System Design Log

19th September

CDC: Loved this video on change data capture

For CDC, you can connect Flink via connectors to relevant DB and it should be able to read the relevant logs from the db for the same

Whatsapp / FB messenger message processing using kafka and flink

Good question! Jordan introduces Kafka and Flink into the architecture to address the potential performance limitations of HBase, specifically regarding its write throughput, and to improve message delivery reliability. Here's a breakdown of their roles:

Kafka:

High Write Throughput: Kafka is a distributed message broker designed to handle high volumes of data in real-time. By buffering messages in Kafka first, we avoid the potential bottleneck of directly writing every message to HBase, which might be slow due to its single-leader replication model.
Durability and Reliability: Kafka is highly durable and fault-tolerant. Messages are replicated across multiple brokers, ensuring that even if a broker fails, messages are not lost. This improves the reliability of message delivery, as even if HBase is temporarily unavailable, messages are safely stored in Kafka until Flink can process them.

Flink:

Stream Processing: Flink is a powerful stream processing framework that enables complex data processing tasks in real-time. It consumes messages from Kafka and performs necessary operations before writing to HBase.
Idempotency: Flink helps ensure idempotent writes to HBase by assigning a unique identifier (UUID) to each message. This way, if a message is accidentally processed multiple times (due to network issues or Flink restarts), HBase can use the UUID to identify duplicates and prevent data corruption.
Message Routing: Flink reads changes in the "Chat Members" table (Change Data Capture) and routes messages to the appropriate chat servers. This ensures that each user only receives messages for the chats they are a member of.

In summary:

Kafka acts as a high-throughput, durable buffer for incoming messages, decoupling the message ingestion process from the slower write operations in HBase.
Flink provides stream processing capabilities to handle message routing, ensure idempotency, and perform any additional processing before storing the messages in HBase.

This architecture effectively balances the strengths of each component, allowing for high message throughput and reliable delivery while maintaining the read optimization benefits of HBase.

18th - finally learnt consistent hashing, watched whatsapp system design 16th, 17th -> leetcode 15th sept

studying chapter 3 (storage and retrieval from ddia)

hash index

let's say you are appending rows to a log file. instead of scanning entire file, you can use a hash index which is simply a hashmap / key-value store in memory. you can record the key and it's byte offset (i.e byte in memory from where it starts). then when reading, can refer that offset and jump to that location.

Bitcask

The above is what Bitcask does. It offers high perf in reads and writes subject to req that all keys fit in the available RAM.

If you are only appending to a log file, you will eventually run out of disk space.
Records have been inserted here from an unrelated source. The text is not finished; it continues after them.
//! Security alert engine
//!
//! Alerts enter the world unresolved and can move exactly once to resolved —
//! there is no re-open. They are created two ways: directly by producers that
//! detect abuse (the per-key `track_*` helpers below), or by the periodic
//! threshold evaluation task reading the metrics registry.
//!
//! Threshold evaluation deliberately has no deduplication or hysteresis:
//! every breached tick emits a fresh alert record. That mirrors the intended
//! operational model (each breach is evidence) at the cost of being
//! storm-prone under a sustained breach.

use crate::error::{Result, VigilError};
use crate::event::{AuditSeverity, Details};
use crate::metrics::MetricsRegistry;
use chrono::{DateTime, Utc};
use serde::{Deserialize, Serialize};
use std::collections::{HashMap, VecDeque};
use std::sync::{Arc, Mutex, RwLock};
use std::time::{Duration, Instant};
use tokio::sync::watch;
use tokio::task::JoinHandle;

/// Kind of detected condition
#[derive(Debug, Clone, Copy, PartialEq, Eq, Serialize, Deserialize)]
#[serde(rename_all = "snake_case")]
pub enum AlertType {
    /// Repeated auth failures from one source
    BruteForceAttempt,
    /// Repeated rate-limit violations from one source
    RateLimitExceeded,
    /// Repeated verification failures against one document
    SuspiciousVerification,
    /// Process memory above the configured percentage
    HighMemoryUsage,
    /// Thread count above the configured limit
    HighThreadCount,
    /// HTTP error ratio above the configured percentage
    HighErrorRate,
}

impl std::fmt::Display for AlertType {
    fn fmt(&self, f: &mut std::fmt::Formatter<'_>) -> std::fmt::Result {
        let s = match self {
            AlertType::BruteForceAttempt => "brute_force_attempt",
            AlertType::RateLimitExceeded => "rate_limit_exceeded",
            AlertType::SuspiciousVerification => "suspicious_verification",
            AlertType::HighMemoryUsage => "high_memory_usage",
            AlertType::HighThreadCount => "high_thread_count",
            AlertType::HighErrorRate => "high_error_rate",
        };
        f.write_str(s)
    }
}

/// A detected security or health condition
#[derive(Debug, Clone, Serialize, Deserialize)]
#[serde(rename_all = "camelCase")]
pub struct SecurityAlert {
    /// Unique alert identifier (alr-<uuid>)
    pub id: String,

    /// When the condition was detected
    pub timestamp: DateTime<Utc>,

    pub severity: AuditSeverity,
    pub alert_type: AlertType,

    /// Producer that raised the alert (e.g. "auth", "rate_limiter", "evaluator")
    pub source: String,

    pub message: String,

    #[serde(default, skip_serializing_if = "std::collections::BTreeMap::is_empty")]
    pub details: Details,

    #[serde(default, skip_serializing_if = "Option::is_none")]
    pub ip_address: Option<String>,

    #[serde(default, skip_serializing_if = "Option::is_none")]
    pub user_id: Option<String>,

    #[serde(default, skip_serializing_if = "Option::is_none")]
    pub session_id: Option<String>,

    /// Resolution state — one-way, set by an operator
    pub resolved: bool,

    #[serde(default, skip_serializing_if = "Option::is_none")]
    pub resolved_at: Option<DateTime<Utc>>,

    #[serde(default, skip_serializing_if = "Option::is_none")]
    pub resolved_by: Option<String>,
}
Solution -> store on another segment when reach certain size. then perform compaction (i.e throw away duplicate keys in the log and keeping only the most recent update for each key)

logs are the best write strategy because appending to a file is the simplest write operation.

indexes are additional data structures derived from the data to help in optimized reads.

cons of index is they slow down writes

any kind of index usually slows down writes, because the index also needs to be updated every time data is written. well chosen indexes speed read queries but every index slows down writes. for this reason, db don't usually index everything by default, but require you the appplication develor to choose indexes manually, using your knowledge of the appplication's typical query patterns.

14th September

Watched a bit on nosql vs sql Watched video on choosing db design by jordan

Watching a video on wide column storage

main difference is how data is stored on disk. In wide column storage, all column data is stored in a text file. Can be useful for analytics when you want all the data for a particular field, min, max, avg etc. data is closer / contigous so faster.

you can also do column compression - data needs to be similar like int. he gave examples using bitmap encoding -> runlength encoding (running count of alternate 0s and 1s)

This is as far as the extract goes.